My initial impression was me imagining some hipsters at Coachella wearing tribal headdresses while using a tablet on a selfie stick or some comparable bullshit. I don’t normally agree with the concept of “cultural appropriation” due to the normal flow of memetic dynamics, but I’d be willing to meet for peace talks with those who do if we can stop that specific type of person- don’t act like you don’t know who I mean.
On a (moderately) more serious note, we seem to have a deep desire for something to replace the old tribal or religious rituals that we once had as hunter-gatherers in the wild. Now, if you’re more than vaguely familiar with the site, you’ll know how I feel about tribalism, so don’t think this is in support of either that or some kind of dogmatic organized religion.
However, I’m also not going full Christopher-Hitchens-style-militant-atheist here, either. We haven’t evolved enough in the time that cities have been around to get rid of these deep, ingrained desires, but we have come far enough to overcome the supremely irrational bits, like not eating bacon (though that may have been a good idea in the past due to cleanliness issues).
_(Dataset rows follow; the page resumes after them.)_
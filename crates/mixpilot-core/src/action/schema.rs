//! Typed action schema. Every LLM decision maps to one of these, and
//! the validator and executor both match exhaustively on the kind.

use serde_json::{json, Value};

/// What the action does. Field meaning per kind:
/// - `SetFader`: v = target 0.0-1.0
/// - `SetEqBand`: v = freq Hz, v2 = gain dB, v3 = Q, band = 1-6
/// - `SetCompressor`: v = threshold dB, v2 = ratio
/// - `SetGate`: v = threshold dB
/// - `SetHighPass`: v = freq Hz
/// - `SetSendLevel`: v = level 0.0-1.0, aux = bus
/// - `SetPan`: v = -1.0..1.0
#[derive(Debug, Clone, Copy, PartialEq, Eq, Default)]
pub enum ActionKind {
    SetFader,
    SetPan,
    SetEqBand,
    SetCompressor,
    SetGate,
    SetHighPass,
    SetSendLevel,
    MuteChannel,
    UnmuteChannel,
    /// LLM decided no change is needed
    #[default]
    NoAction,
    /// LLM notes something but takes no action
    Observation,
}

impl ActionKind {
    pub fn as_wire(&self) -> &'static str {
        match self {
            ActionKind::SetFader => "set_fader",
            ActionKind::SetPan => "set_pan",
            ActionKind::SetEqBand => "set_eq",
            ActionKind::SetCompressor => "set_comp",
            ActionKind::SetGate => "set_gate",
            ActionKind::SetHighPass => "set_hpf",
            ActionKind::SetSendLevel => "set_send",
            ActionKind::MuteChannel => "mute",
            ActionKind::UnmuteChannel => "unmute",
            ActionKind::NoAction => "no_action",
            ActionKind::Observation => "observation",
        }
    }

    /// Unknown strings become `NoAction`: the parser must tolerate
    /// anything the model invents.
    pub fn from_wire(s: &str) -> ActionKind {
        match s {
            "set_fader" => ActionKind::SetFader,
            "set_pan" => ActionKind::SetPan,
            "set_eq" => ActionKind::SetEqBand,
            "set_comp" => ActionKind::SetCompressor,
            "set_gate" => ActionKind::SetGate,
            "set_hpf" => ActionKind::SetHighPass,
            "set_send" => ActionKind::SetSendLevel,
            "mute" => ActionKind::MuteChannel,
            "unmute" => ActionKind::UnmuteChannel,
            "observation" => ActionKind::Observation,
            _ => ActionKind::NoAction,
        }
    }
}

/// How quickly an action should be applied; drives auto-approval and
/// pending-queue timeouts.
#[derive(Debug, Clone, Copy, PartialEq, Eq, PartialOrd, Ord, Default)]
pub enum Urgency {
    /// Feedback, clipping - apply NOW
    Immediate,
    /// Audible issue - apply within a tick
    Fast,
    /// Optimization - can wait for approval
    #[default]
    Normal,
    /// Suggestion - apply when convenient
    Low,
}

impl Urgency {
    pub fn as_wire(&self) -> &'static str {
        match self {
            Urgency::Immediate => "immediate",
            Urgency::Fast => "fast",
            Urgency::Normal => "normal",
            Urgency::Low => "low",
        }
    }

    pub fn from_wire(s: &str) -> Urgency {
        match s {
            "immediate" => Urgency::Immediate,
            "fast" => Urgency::Fast,
            "low" => Urgency::Low,
            _ => Urgency::Normal,
        }
    }
}

/// One proposed console adjustment.
#[derive(Debug, Clone, PartialEq, Default)]
pub struct MixAction {
    pub kind: ActionKind,
    /// 1-based channel
    pub channel: usize,
    /// For sends: target bus (1-based)
    pub aux_index: usize,
    /// EQ band number (1-6)
    pub band_index: usize,
    pub value: f32,
    pub value2: f32,
    pub value3: f32,
    pub urgency: Urgency,
    /// "LeadVocal", "Kick", ... for humans and the preference learner
    pub role_name: String,
    /// Free-text explanation from the proposer
    pub reason: String,
}

impl MixAction {
    /// Human-readable one-liner for logs and the approval UI.
    pub fn describe(&self) -> String {
        match self.kind {
            ActionKind::SetFader => format!(
                "Set ch{} ({}) fader to {:.0}%",
                self.channel,
                self.role_name,
                self.value * 100.0
            ),
            ActionKind::SetPan => {
                format!("Set ch{} pan to {:.0}", self.channel, self.value * 100.0)
            }
            ActionKind::SetEqBand => format!(
                "Set ch{} EQ band {}: {:.0}Hz @ {:.1}dB Q={:.1}",
                self.channel, self.band_index, self.value, self.value2, self.value3
            ),
            ActionKind::SetCompressor => format!(
                "Set ch{} comp threshold={:.0}dB ratio={:.1}:1",
                self.channel, self.value, self.value2
            ),
            ActionKind::SetGate => {
                format!("Set ch{} gate threshold={:.0}dB", self.channel, self.value)
            }
            ActionKind::SetHighPass => {
                format!("Set ch{} HPF to {:.0}Hz", self.channel, self.value)
            }
            ActionKind::SetSendLevel => format!(
                "Set ch{} send to bus {} level={:.0}%",
                self.channel,
                self.aux_index,
                self.value * 100.0
            ),
            ActionKind::MuteChannel => format!("Mute ch{} ({})", self.channel, self.role_name),
            ActionKind::UnmuteChannel => {
                format!("Unmute ch{} ({})", self.channel, self.role_name)
            }
            ActionKind::NoAction => format!("No action needed: {}", self.reason),
            ActionKind::Observation => format!("Note: {}", self.reason),
        }
    }

    /// Serialize for logging and session memory.
    pub fn to_json(&self) -> Value {
        json!({
            "action": self.kind.as_wire(),
            "channel": self.channel,
            "aux": self.aux_index,
            "band": self.band_index,
            "value": self.value,
            "value2": self.value2,
            "value3": self.value3,
            "urgency": self.urgency.as_wire(),
            "role": self.role_name,
            "reason": self.reason,
            "description": self.describe(),
        })
    }

    /// Parse one LLM-returned action. Tolerates malformed or partially
    /// populated entries: missing numerics default to 0 except value3
    /// (defaults to 1), unknown strings fall back to safe variants.
    pub fn from_json(j: &Value) -> MixAction {
        let kind = ActionKind::from_wire(j.get("action").and_then(Value::as_str).unwrap_or(""));
        MixAction {
            kind,
            channel: j.get("channel").and_then(Value::as_u64).unwrap_or(0) as usize,
            aux_index: j.get("aux").and_then(Value::as_u64).unwrap_or(0) as usize,
            band_index: j.get("band").and_then(Value::as_u64).unwrap_or(1) as usize,
            value: json_f32(j, "value", 0.0),
            value2: json_f32(j, "value2", 0.0),
            value3: json_f32(j, "value3", 1.0),
            urgency: Urgency::from_wire(j.get("urgency").and_then(Value::as_str).unwrap_or("")),
            role_name: j.get("role").and_then(Value::as_str).unwrap_or("").to_string(),
            reason: j.get("reason").and_then(Value::as_str).unwrap_or("").to_string(),
        }
    }
}

fn json_f32(j: &Value, key: &str, default: f32) -> f32 {
    j.get(key).and_then(Value::as_f64).map(|v| v as f32).unwrap_or(default)
}

#[cfg(test)]
mod tests {
    use super::*;

    #[test]
    fn test_json_roundtrip_preserves_fields() {
        let action = MixAction {
            kind: ActionKind::SetEqBand,
            channel: 3,
            aux_index: 0,
            band_index: 2,
            value: 1000.0,
            value2: -4.5,
            value3: 2.0,
            urgency: Urgency::Fast,
            role_name: "LeadVocal".into(),
            reason: "tame harshness".into(),
        };
        let parsed = MixAction::from_json(&action.to_json());
        assert_eq!(parsed, action);
    }

    #[test]
    fn test_unknown_action_becomes_no_action() {
        let parsed = MixAction::from_json(&serde_json::json!({
            "action": "deploy_lasers", "channel": 2
        }));
        assert_eq!(parsed.kind, ActionKind::NoAction);
        assert_eq!(parsed.channel, 2);
    }

    #[test]
    fn test_defaults_for_missing_fields() {
        let parsed = MixAction::from_json(&serde_json::json!({ "action": "set_eq" }));
        assert_eq!(parsed.kind, ActionKind::SetEqBand);
        assert_eq!(parsed.channel, 0);
        assert_eq!(parsed.value, 0.0);
        assert_eq!(parsed.value2, 0.0);
        assert_eq!(parsed.value3, 1.0);
        assert_eq!(parsed.band_index, 1);
        assert_eq!(parsed.urgency, Urgency::Normal);
    }

    #[test]
    fn test_unknown_urgency_is_normal() {
        let parsed = MixAction::from_json(&serde_json::json!({
            "action": "set_fader", "channel": 1, "value": 0.5, "urgency": "panic"
        }));
        assert_eq!(parsed.urgency, Urgency::Normal);
    }

    #[test]
    fn test_malformed_entry_is_tolerated() {
        let parsed = MixAction::from_json(&serde_json::json!("not an object"));
        assert_eq!(parsed.kind, ActionKind::NoAction);
        let parsed = MixAction::from_json(&serde_json::json!({ "channel": "five" }));
        assert_eq!(parsed.channel, 0);
    }

    #[test]
    fn test_describe_mentions_channel() {
        let action = MixAction {
            kind: ActionKind::SetFader,
            channel: 5,
            value: 0.72,
            role_name: "Kick".into(),
            ..MixAction::default()
        };
        let d = action.describe();
        assert!(d.contains("ch5"));
        assert!(d.contains("72%"));
    }
}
What I’m really getting at is this: What if we were to take the best parts of these old traditions and combine them with our new ways? I worked on a kiosk selling hair straighteners for an Israeli company, and every week we would have Shabbat dinner on Friday after sundown. Just the act of sharing a consecrated meal changes how you interact with each other, and I think there’s great value in that.
Imagine if you had a weekly (or even monthly) meal with your family, friends, and coworkers, no electronics allowed, and no distractions to prevent you from bonding and enjoying each other’s company? Imagine if there was a place you could go once a week to hear someone give a lecture closer to a TED talk than a fire and brimstone sermon?
The last bit I’ve thought of here is this: Imagine if we could have, once a year, a huge festival, a Carnivore’s Carnival of sorts (but done in a way that doesn’t infringe on Lemony Snicket’s trademarks). Everyone could come together and learn some skills during the day at seminars or workshops, eat a big smoked pig or something comparably delicious together for dinner, and then let loose at night.
This is more or less what I’ve been considering since this weekend, and I’m going to figure out how to make it happen- as soon as I can find someone to give me the latin word that means the opposite of carnival’s original meaning.